▶ [EXERCISE DIRECTIONS]:
From the entries below, output the line with "let content = fs::read_to_string(path)" and each following line up to and including the line with "pub fn resolve(&self)", exactly as written.

Dataset entries:

================================

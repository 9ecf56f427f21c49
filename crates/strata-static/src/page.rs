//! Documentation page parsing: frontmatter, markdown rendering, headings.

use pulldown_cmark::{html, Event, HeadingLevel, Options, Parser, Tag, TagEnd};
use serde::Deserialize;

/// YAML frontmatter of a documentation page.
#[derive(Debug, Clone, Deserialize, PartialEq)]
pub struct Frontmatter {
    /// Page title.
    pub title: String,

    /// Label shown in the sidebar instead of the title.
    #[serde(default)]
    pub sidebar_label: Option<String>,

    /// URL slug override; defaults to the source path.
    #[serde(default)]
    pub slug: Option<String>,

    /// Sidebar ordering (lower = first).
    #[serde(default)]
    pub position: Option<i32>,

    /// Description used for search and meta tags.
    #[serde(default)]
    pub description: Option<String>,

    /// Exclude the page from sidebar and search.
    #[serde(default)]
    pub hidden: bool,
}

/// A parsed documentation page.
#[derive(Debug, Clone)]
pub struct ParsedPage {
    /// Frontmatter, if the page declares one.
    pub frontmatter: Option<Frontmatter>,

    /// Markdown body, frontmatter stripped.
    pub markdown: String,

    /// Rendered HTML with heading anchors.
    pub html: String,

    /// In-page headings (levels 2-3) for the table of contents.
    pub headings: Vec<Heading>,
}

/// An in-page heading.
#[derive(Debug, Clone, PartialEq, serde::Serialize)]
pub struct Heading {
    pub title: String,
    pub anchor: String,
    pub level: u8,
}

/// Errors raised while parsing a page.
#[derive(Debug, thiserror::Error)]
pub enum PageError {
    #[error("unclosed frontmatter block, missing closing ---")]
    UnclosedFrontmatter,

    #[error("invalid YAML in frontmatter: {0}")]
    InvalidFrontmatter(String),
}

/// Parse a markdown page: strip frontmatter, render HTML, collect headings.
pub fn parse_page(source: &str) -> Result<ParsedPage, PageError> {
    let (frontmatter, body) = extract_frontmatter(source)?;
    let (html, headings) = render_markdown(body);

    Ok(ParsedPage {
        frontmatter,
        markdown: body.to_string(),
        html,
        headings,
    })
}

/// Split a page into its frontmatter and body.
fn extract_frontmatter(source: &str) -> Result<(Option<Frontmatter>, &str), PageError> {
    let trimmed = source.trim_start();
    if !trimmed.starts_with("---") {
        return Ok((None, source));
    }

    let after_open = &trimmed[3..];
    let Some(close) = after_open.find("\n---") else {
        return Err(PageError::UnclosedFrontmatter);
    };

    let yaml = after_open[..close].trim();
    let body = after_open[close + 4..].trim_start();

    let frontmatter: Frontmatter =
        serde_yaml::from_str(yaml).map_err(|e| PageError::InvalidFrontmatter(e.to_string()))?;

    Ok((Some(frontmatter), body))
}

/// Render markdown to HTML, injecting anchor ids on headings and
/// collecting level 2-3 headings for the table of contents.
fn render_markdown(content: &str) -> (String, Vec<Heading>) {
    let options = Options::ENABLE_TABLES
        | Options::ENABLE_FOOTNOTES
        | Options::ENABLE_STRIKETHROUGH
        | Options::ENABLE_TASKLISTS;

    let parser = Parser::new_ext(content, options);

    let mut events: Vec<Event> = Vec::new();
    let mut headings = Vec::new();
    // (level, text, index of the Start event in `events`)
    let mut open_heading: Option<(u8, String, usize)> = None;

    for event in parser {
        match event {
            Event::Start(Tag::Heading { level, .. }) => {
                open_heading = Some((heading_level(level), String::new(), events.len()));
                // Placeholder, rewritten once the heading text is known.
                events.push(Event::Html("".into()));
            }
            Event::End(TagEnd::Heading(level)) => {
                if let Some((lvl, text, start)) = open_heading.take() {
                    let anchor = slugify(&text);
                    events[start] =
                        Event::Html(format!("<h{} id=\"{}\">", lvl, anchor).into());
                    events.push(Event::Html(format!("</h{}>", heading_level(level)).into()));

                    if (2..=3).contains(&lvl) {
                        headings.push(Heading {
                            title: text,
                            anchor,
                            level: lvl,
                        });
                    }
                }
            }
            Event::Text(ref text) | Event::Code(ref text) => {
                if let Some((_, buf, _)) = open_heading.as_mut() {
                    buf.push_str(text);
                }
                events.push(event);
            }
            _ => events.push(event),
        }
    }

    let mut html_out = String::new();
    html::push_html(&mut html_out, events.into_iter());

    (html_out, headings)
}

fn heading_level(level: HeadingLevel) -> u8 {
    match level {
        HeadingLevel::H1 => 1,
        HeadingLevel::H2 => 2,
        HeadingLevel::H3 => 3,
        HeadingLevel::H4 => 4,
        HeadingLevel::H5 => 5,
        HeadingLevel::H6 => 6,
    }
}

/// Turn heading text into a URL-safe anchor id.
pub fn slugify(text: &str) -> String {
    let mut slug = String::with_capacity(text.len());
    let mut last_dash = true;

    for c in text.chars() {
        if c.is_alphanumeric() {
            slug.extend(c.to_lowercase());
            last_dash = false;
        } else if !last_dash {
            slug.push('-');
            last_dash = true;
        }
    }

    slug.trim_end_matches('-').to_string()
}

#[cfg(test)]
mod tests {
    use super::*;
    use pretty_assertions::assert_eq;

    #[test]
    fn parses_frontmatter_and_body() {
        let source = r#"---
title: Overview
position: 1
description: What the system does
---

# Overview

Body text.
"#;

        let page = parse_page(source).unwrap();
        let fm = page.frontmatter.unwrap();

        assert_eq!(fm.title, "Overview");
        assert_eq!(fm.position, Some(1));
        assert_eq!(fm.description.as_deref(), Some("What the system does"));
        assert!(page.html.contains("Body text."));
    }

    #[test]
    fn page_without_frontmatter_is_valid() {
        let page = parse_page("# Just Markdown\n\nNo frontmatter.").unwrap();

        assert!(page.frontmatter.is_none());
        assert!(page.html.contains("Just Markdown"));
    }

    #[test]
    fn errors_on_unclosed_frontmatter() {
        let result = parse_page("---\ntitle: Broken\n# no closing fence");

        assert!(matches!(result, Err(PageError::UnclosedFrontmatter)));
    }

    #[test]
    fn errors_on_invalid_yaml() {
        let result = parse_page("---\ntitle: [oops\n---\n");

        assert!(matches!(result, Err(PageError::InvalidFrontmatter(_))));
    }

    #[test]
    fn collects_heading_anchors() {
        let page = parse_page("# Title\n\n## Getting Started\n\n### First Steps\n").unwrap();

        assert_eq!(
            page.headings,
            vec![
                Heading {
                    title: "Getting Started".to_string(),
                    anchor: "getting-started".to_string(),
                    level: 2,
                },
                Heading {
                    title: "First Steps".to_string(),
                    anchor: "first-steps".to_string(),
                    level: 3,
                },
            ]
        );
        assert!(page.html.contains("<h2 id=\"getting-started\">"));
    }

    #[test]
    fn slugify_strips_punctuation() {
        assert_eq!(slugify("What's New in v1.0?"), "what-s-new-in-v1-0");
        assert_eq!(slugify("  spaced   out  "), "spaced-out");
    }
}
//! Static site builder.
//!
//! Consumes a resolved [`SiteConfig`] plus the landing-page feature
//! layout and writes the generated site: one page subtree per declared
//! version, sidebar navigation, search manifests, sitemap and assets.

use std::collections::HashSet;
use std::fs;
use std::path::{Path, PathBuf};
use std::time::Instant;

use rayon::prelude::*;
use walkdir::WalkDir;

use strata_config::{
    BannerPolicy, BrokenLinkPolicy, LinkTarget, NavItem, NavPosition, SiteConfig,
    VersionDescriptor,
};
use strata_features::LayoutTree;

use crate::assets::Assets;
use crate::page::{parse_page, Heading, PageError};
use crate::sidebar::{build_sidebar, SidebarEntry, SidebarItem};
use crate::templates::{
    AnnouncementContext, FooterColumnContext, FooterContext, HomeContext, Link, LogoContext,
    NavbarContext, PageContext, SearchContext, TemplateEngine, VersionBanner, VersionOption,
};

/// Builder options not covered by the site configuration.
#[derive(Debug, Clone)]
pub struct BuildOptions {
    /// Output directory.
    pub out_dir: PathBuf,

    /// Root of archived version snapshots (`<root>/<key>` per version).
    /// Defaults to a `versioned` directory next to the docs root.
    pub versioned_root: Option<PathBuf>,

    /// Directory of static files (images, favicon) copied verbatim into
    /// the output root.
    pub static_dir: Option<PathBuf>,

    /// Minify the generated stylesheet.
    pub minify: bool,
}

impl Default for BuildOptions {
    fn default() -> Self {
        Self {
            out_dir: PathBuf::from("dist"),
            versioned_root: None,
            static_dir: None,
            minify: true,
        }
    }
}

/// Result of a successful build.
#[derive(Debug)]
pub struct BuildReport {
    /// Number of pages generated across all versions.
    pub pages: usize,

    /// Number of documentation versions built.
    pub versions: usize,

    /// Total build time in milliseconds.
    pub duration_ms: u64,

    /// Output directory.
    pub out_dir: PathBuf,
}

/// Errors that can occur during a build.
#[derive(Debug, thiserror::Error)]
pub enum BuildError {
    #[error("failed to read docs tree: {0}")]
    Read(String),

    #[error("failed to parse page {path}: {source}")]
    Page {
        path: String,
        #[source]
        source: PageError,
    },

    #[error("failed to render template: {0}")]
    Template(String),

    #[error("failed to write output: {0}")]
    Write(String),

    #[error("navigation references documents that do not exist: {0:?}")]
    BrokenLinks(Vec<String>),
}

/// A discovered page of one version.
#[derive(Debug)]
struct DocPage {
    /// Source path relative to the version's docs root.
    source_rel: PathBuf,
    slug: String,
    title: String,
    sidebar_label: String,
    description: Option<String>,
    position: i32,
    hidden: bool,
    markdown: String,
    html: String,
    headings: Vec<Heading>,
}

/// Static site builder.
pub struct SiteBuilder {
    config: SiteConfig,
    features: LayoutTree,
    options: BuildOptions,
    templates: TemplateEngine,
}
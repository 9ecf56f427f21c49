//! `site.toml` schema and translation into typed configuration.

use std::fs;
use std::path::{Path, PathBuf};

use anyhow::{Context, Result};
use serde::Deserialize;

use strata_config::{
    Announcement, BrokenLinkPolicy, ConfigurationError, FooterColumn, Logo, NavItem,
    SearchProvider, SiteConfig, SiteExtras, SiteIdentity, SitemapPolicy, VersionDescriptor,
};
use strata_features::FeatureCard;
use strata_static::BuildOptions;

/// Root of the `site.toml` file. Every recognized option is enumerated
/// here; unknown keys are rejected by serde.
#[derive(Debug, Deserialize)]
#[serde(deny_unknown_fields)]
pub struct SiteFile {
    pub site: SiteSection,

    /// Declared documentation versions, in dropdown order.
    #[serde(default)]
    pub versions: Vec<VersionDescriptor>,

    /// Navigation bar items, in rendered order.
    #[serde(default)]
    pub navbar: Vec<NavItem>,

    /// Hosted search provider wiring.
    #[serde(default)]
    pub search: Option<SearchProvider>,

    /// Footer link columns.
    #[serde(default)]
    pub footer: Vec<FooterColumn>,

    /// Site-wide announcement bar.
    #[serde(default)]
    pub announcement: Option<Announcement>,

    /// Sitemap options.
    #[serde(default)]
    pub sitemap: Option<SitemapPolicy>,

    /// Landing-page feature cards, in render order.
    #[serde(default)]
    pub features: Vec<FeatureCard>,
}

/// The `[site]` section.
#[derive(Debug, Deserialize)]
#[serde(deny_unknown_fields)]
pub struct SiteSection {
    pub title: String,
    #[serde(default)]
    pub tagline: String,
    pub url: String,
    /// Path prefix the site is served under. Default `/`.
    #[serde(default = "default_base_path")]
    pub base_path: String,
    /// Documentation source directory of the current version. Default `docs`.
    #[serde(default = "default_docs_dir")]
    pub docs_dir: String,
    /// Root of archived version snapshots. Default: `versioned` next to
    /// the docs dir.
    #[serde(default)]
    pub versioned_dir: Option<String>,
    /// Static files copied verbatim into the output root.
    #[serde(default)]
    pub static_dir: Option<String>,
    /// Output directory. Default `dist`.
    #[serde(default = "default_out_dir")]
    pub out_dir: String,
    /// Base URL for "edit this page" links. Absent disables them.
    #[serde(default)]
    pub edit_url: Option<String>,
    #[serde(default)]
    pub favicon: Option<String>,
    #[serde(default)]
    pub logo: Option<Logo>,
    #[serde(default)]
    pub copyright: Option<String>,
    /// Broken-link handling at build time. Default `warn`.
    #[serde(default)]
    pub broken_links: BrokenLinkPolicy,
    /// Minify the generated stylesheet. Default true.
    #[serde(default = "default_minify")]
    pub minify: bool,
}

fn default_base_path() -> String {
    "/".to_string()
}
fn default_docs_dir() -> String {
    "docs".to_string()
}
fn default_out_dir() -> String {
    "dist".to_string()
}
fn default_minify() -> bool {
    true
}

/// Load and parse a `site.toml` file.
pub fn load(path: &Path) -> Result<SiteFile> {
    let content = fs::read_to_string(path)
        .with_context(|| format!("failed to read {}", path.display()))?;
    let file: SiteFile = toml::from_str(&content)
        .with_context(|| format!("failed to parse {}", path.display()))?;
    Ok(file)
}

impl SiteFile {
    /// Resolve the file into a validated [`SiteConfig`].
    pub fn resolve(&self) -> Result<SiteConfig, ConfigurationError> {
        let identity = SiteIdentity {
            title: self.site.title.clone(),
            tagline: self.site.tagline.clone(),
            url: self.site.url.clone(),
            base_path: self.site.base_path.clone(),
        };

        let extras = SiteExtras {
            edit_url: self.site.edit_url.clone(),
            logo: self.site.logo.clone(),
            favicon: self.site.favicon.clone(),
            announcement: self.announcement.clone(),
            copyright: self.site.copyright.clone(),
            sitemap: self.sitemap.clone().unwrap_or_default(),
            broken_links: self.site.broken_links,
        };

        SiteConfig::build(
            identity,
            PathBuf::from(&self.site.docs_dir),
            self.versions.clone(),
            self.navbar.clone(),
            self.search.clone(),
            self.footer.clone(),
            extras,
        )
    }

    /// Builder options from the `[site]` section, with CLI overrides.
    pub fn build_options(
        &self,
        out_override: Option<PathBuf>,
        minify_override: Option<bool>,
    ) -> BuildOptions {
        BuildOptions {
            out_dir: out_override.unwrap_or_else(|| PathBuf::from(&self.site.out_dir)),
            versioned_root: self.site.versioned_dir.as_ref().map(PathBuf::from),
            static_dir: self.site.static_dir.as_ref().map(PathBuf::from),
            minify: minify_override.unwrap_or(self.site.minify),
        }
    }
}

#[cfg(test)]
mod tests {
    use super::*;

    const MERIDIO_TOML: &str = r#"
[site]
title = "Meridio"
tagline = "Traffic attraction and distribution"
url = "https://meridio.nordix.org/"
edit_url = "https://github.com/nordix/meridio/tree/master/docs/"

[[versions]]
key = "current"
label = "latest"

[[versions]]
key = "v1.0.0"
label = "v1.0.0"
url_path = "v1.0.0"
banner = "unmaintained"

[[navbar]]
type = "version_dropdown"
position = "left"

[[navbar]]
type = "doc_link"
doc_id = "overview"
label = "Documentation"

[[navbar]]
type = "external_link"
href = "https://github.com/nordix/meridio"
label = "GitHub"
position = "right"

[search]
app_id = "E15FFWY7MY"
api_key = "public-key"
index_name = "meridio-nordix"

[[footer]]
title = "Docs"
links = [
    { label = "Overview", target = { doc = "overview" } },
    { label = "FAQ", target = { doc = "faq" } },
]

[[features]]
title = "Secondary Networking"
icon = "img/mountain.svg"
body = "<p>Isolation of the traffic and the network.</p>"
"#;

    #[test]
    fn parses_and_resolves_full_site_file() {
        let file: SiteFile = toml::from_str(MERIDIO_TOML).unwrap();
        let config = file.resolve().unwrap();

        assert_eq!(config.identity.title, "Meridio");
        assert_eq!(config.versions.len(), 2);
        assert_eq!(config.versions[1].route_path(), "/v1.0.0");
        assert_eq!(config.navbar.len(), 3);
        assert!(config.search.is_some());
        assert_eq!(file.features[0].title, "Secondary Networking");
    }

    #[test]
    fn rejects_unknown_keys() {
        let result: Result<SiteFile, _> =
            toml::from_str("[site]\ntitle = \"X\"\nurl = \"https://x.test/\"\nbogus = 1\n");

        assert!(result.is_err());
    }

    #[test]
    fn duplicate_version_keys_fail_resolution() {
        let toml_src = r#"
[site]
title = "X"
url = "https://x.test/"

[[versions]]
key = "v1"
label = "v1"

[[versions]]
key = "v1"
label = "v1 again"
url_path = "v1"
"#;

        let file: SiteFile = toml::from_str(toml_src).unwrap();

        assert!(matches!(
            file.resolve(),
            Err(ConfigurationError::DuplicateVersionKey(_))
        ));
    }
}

================================

▶ [TASK RESULT]:
    let content = fs::read_to_string(path)
        .with_context(|| format!("failed to read {}", path.display()))?;
    let file: SiteFile = toml::from_str(&content)
        .with_context(|| format!("failed to parse {}", path.display()))?;
    Ok(file)
}

impl SiteFile {
    /// Resolve the file into a validated [`SiteConfig`].
    pub fn resolve(&self) -> Result<SiteConfig, ConfigurationError> {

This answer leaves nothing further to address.